Auch diese beiden, die kranke Frau und ihre Tochter, konnten wahrhaftig eine warme Suppe vertragen. Caren wollte Jana schon vorschlagen, sie solle eine zubereiten. Aber dann zögerte sie. War die Kleine schon alt genug, dass man sie mit kochendem Wasser hantieren lassen konnte? Sie hatte keine Ahnung, was Kinder in dem Alter konnten oder auch nicht konnten. Zu ihrer eigenen, grenzenlosen Verwunderung fragte sie nun: „Soll ich für dich und deine Mama eine Suppe kochen, Jana? Das würde euch beiden gut tun.“

Janas Mutter wiegelte bereits ab, das sei sehr freundlich, aber nein, das könne man auf keinen Fall annehmen, Caren habe sich ja schon so viel Mühe gemacht. Doch die Kleine war von dem Vorschlag begeistert und führte sie bereits in die Küche. Suppenpulver war da, auch ein paar Nudeln, die man zur Not nehmen konnte. Auch wenn es nicht die guten Suppennudeln waren, wie sie Caren aus ihrer Kindheit kannte. Eier gab es allerdings keine. Jana musste gespürt haben, wie wenig zufrieden Caren mit der Gesamtausstattung an Lebensmitteln war.

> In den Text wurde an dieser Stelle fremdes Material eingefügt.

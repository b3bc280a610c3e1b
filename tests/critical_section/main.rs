//! Critical Section Integration Tests
//!
//! Concurrent lock-protected decrements under each unit-of-work strategy,
//! plus contention, release and failure behavior of guarded calls.

#[path = "../common/mod.rs"]
mod common;

mod contention;
mod failures;
mod release;
mod strategies;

„Mamas Gehalt kommt erst nächste Woche“, führte sie wie selbstverständlich aus, „da müssen wir diese Woche ein bisschen sparen.“

Sparen. Ihr müsst lernen zu sparen, das hatte ihr Vater früher immer zu ihr und ihrer Schwester gesagt. Allerdings war es da niemals um etwas so Selbstverständliches wie Nahrungsmittel gegangen. Sparen, das Taschengeld sparen musste man, um sich ein paar Wochen später dann einen Wunsch erfüllen zu können — etwa eine Barbie-Puppe. Da hieß es dann abwägen, ob man sich diese Woche ein Comic-Heft kaufte oder eben das Geld für die größere Anschaffung zurücklegte. So wie es ihre Eltern regelmäßig beispielsweise für die Anschaffung eines eines neuen Autos, eines zusätzlichen Fernsehgaräts oder einer Stereoanlage taten. Das war bis heute Carens Vorstellung von Sparen: Geld zurücklegen für Dinge, die man sich absehbar gönnen wollte. Plötzlich schämte sie sich dafür. Sie schämte sich, dass ihr dieses Kind mit einer Abgeklärheit, die so gar nicht seinem Alter entsprach, erläuterte, was Sparen auch, ja eigentlich, bedeuteten konnte.

In die Suppe mussten unbedingt Eier, fand Caren nun. Sie wollte Jana schon losschicken, da schien es ihr plötzlich, als sei die Winterjacke der Kleinen doch recht dünn gewesen. Sie hatte auf dem Herweg nicht weiter darauf geachtet. Aber ja, wenn sie jetzt so darüber nachdachte, sah sie die Kleine in einem windigen Jäckchen vor sich, wie sie da neben ihr auf der Straße her hüpfte. Ohnehin war es schon dunkel. Da mochte sie das Kind doch nicht mehr losschicken. Lieber würde sie kurz selber gehen. Einen Supermarkt hatte sie auf dem Herweg ganz in der Nähe gesehen. Sie würde Eier kaufen und die richtigen Suppennudeln. Und ein paar Mandarinen, Orangen und Nüsse konnten auch nicht schaden.